The document repeated last Wednesday's decision that the government will solve the housing problem for 7.47 million low-income urban families and 2.4 million households in shantytowns in the next three years. Rural homes in dangerous condition will also be renovated.

It detailed the goal for 2009, during which the government will help overcome housing difficulties for 2.6 million low-income urban families and 800,000 households in shantytowns.

It also repeated all other major points adopted by last Wednesday's executive meeting of the Council.

According to the package, someone who has owned his home for two or more years can now sell it without having to pay business taxes. Previously, owners had to wait at least five years before selling houses tax-free.

If they sell their houses within two years, owners only have to pay taxes levied on the profit, not the sales price.

To boost home buying, the government also allows people with "smaller-than-average" apartments to buy a second apartment under favorable loan terms. Size limits are different in every city.

This is the latest in government efforts to prop up the real estate sector. Previous measures include pledges to build more low-income housing and cuts of mortgage rates and down payments for first home buyers.

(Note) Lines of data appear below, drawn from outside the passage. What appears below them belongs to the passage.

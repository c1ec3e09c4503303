use image::RgbaImage;

use crate::error::PixveilError;
use crate::media::image::decoder::{self, Extraction};
use crate::media::image::encoder;
use crate::result::Result;

/// Options governing how payload bits map onto pixel channels.
#[derive(Debug, Clone)]
pub struct CodecOptions {
    /// number of low-order bits used per color channel, between 1 and 8.
    ///
    /// Note this number influences the capacity directly, and it must match
    /// between the embedding and the extracting side.
    pub bits_per_channel: u8,
}

impl Default for CodecOptions {
    /// One bit per channel, the wire default
    fn default() -> Self {
        Self { bits_per_channel: 1 }
    }
}

impl CodecOptions {
    pub(crate) fn checked_bits_per_channel(&self) -> Result<u8> {
        match self.bits_per_channel {
            n @ 1..=8 => Ok(n),
            n => Err(PixveilError::InvalidBitDepth(n)),
        }
    }

    pub(crate) fn mask(&self) -> u8 {
        ((1u16 << self.bits_per_channel) - 1) as u8
    }
}

/// Facade for the bit-plane embed and extract passes
pub struct LsbCodec;

impl LsbCodec {
    /// Writes the raw byte stream into the carrier image.
    ///
    /// Fails with [`PixveilError::PayloadTooLarge`] before mutating anything
    /// when the stream does not fit.
    pub fn embed(data: &[u8], image: &mut RgbaImage, options: &CodecOptions) -> Result<()> {
        encoder::embed(data, image, options)
    }

    /// Reads the raw byte stream back out of a carrier image, stopping at
    /// the sentinel when one is present.
    pub fn extract(image: &RgbaImage, options: &CodecOptions) -> Result<Extraction> {
        decoder::extract(image, options)
    }
}
use std::path::Path;

use image::RgbaImage;
use log::error;

use crate::error::PixveilError;
use crate::result::Result;

pub mod capacity;
mod decoder;
mod encoder;
mod iterators;
pub mod lsb_codec;

pub use decoder::Extraction;
pub use lsb_codec::{CodecOptions, LsbCodec};

/// Opens a lossless carrier image from disk as RGBA.
///
/// Only PNG carriers are accepted; lossy formats would destroy the low bits
/// the codec writes into.
pub fn open_image(path: &Path) -> Result<RgbaImage> {
    match path.extension().and_then(|ext| ext.to_str()) {
        Some(ext) if ext.eq_ignore_ascii_case("png") => Ok(image::open(path)
            .map_err(|_e| PixveilError::InvalidImageMedia)?
            .to_rgba8()),
        _ => Err(PixveilError::UnsupportedMedia),
    }
}

/// Saves a pixel buffer as a PNG file.
pub fn save_image(image: &RgbaImage, path: &Path) -> Result<()> {
    image
        .save_with_format(path, image::ImageFormat::Png)
        .map_err(|e| {
            error!("Error saving image {path:?}: {e}");
            PixveilError::ImageEncodingError
        })
}
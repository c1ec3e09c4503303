//! Typed framing of payloads before compression and embedding.
//!
//! A framed buffer opens with an ASCII tag that tells the decode side what it
//! recovered. Text is `TXT:` followed by the UTF-8 bytes. Files are `FILE:`
//! followed by a big-endian u16 extension length, the extension bytes and the
//! raw content. A recovered buffer without a known tag is classified as plain
//! text when it decodes as UTF-8 and as opaque binary otherwise, because a
//! corrupted or foreign carrier may yield arbitrary bytes and unframing must
//! always produce some typed result.

use std::io::Cursor;

use byteorder::{BigEndian, ReadBytesExt, WriteBytesExt};

use crate::error::PixveilError;
use crate::result::Result;

/// ASCII tag opening a framed text payload
pub const TEXT_TAG: &[u8] = b"TXT:";

/// ASCII tag opening a framed file payload
pub const FILE_TAG: &[u8] = b"FILE:";

#[derive(Debug, Clone, PartialEq, Eq)]
pub enum Envelope {
    Text(String),
    File {
        extension: String,
        content: Vec<u8>,
    },
    /// unrecognized content recovered from a carrier, never produced by framing
    Binary(Vec<u8>),
}

impl Envelope {
    pub fn text(text: impl Into<String>) -> Self {
        Envelope::Text(text.into())
    }

    pub fn file(extension: impl Into<String>, content: Vec<u8>) -> Self {
        Envelope::File {
            extension: extension.into(),
            content,
        }
    }

    /// Frames the payload with its type tag, ready for compression and embedding.
    pub fn to_raw_data(&self) -> Result<Vec<u8>> {
        match self {
            Envelope::Text(text) => {
                let mut buf = Vec::with_capacity(TEXT_TAG.len() + text.len());
                buf.extend_from_slice(TEXT_TAG);
                buf.extend_from_slice(text.as_bytes());
                Ok(buf)
            }
            Envelope::File { extension, content } => {
                if extension.len() > u16::MAX as usize {
                    return Err(PixveilError::InvalidExtension);
                }
                let mut buf =
                    Vec::with_capacity(FILE_TAG.len() + 2 + extension.len() + content.len());
                buf.extend_from_slice(FILE_TAG);
                buf.write_u16::<BigEndian>(extension.len() as u16)?;
                buf.extend_from_slice(extension.as_bytes());
                buf.extend_from_slice(content);
                Ok(buf)
            }
            Envelope::Binary(content) => Ok(content.clone()),
        }
    }

    /// Classifies a recovered buffer into one of the three payload kinds.
    ///
    /// Invalid UTF-8 under an explicit `TXT:` tag is a real error and is
    /// reported. A malformed `FILE:` header degrades to [`Envelope::Binary`]
    /// of the whole buffer instead, the decode path favors returning
    /// something usable over failing outright.
    pub fn from_raw_data(data: &[u8]) -> Result<Self> {
        if let Some(text) = data.strip_prefix(TEXT_TAG) {
            let text = String::from_utf8(text.to_vec())?;
            return Ok(Envelope::Text(text));
        }

        if let Some(file) = data.strip_prefix(FILE_TAG) {
            return Ok(Self::classify_file(file, data));
        }

        Ok(match std::str::from_utf8(data) {
            Ok(text) => Envelope::Text(text.to_owned()),
            Err(_) => Envelope::Binary(data.to_vec()),
        })
    }

    fn classify_file(file: &[u8], whole: &[u8]) -> Self {
        let mut header = Cursor::new(file);
        let Ok(len) = header.read_u16::<BigEndian>() else {
            return Envelope::Binary(whole.to_vec());
        };

        let rest = &file[2..];
        if rest.len() < len as usize {
            return Envelope::Binary(whole.to_vec());
        }

        let (extension, content) = rest.split_at(len as usize);
        match std::str::from_utf8(extension) {
            Ok(extension) => Envelope::File {
                extension: extension.to_owned(),
                content: content.to_vec(),
            },
            Err(_) => Envelope::Binary(whole.to_vec()),
        }
    }
}
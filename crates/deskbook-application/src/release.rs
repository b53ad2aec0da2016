//! Waiting for the daily booking release.
//!
//! New slots open at a fixed local time (midnight by default). A run started
//! shortly before that moment logs in first and then sleeps until the release;
//! a run started any other time proceeds at once.

use std::time::Duration;

use chrono::{DateTime, NaiveTime, TimeZone, Utc};
use chrono_tz::Tz;
use tracing::info;

/// Next moment strictly after `now` at which the wall clock shows
/// `release_time`. Days on which that time does not exist are skipped.
pub fn next_release(now: DateTime<Tz>, release_time: NaiveTime) -> Option<DateTime<Tz>> {
    let tz = now.timezone();
    let mut date = now.date_naive();

    for _ in 0..3 {
        if let Some(candidate) = tz.from_local_datetime(&date.and_time(release_time)).earliest() {
            if candidate > now {
                return Some(candidate);
            }
        }
        date = date.succ_opt()?;
    }
    None
}

/// How long to sleep before booking, if at all.
///
/// Returns a delay only when the next release is more than zero and at most
/// `max_wait` away.
pub fn release_delay(
    now: DateTime<Tz>,
    release_time: NaiveTime,
    max_wait: Duration,
) -> Option<Duration> {
    let release = next_release(now, release_time)?;
    let delay = (release - now).to_std().ok()?;

    (!delay.is_zero() && delay <= max_wait).then_some(delay)
}

/// Sleeps until the release when it is close enough; returns the time slept.
pub async fn wait_for_release(
    now: DateTime<Tz>,
    release_time: NaiveTime,
    max_wait: Duration,
) -> Duration {
    match release_delay(now, release_time, max_wait) {
        Some(delay) => {
            info!(
                seconds = delay.as_secs(),
                release = %release_time,
                "Waiting for booking release"
            );
            tokio::time::sleep(delay).await;
            delay
        }
        None => {
            info!(release = %release_time, "Release time is not imminent, booking now");
            Duration::ZERO
        }
    }
}

/// Current wall-clock time in `tz`.
pub fn local_now(tz: Tz) -> DateTime<Tz> {
    Utc::now().with_timezone(&tz)
}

Property prices in 70 major Chinese cities rose 0.2 percent in November from a year earlier. The growth rate was the lowest since the government started to publish the figure in July, 2005.

A total of 2.7 trillion yuan (387.5 billion U.S. dollars) was pumped into real estate development nationwide in the first 11 months of the year, up 22.7 percent year-on-year. However, the growth rate was 1.9 percentage points lower than the January-October level.

Between January and November, total sales were 490 million sq m, down 18.3 percent year-on-year. Residential sales fell 18.8 percent.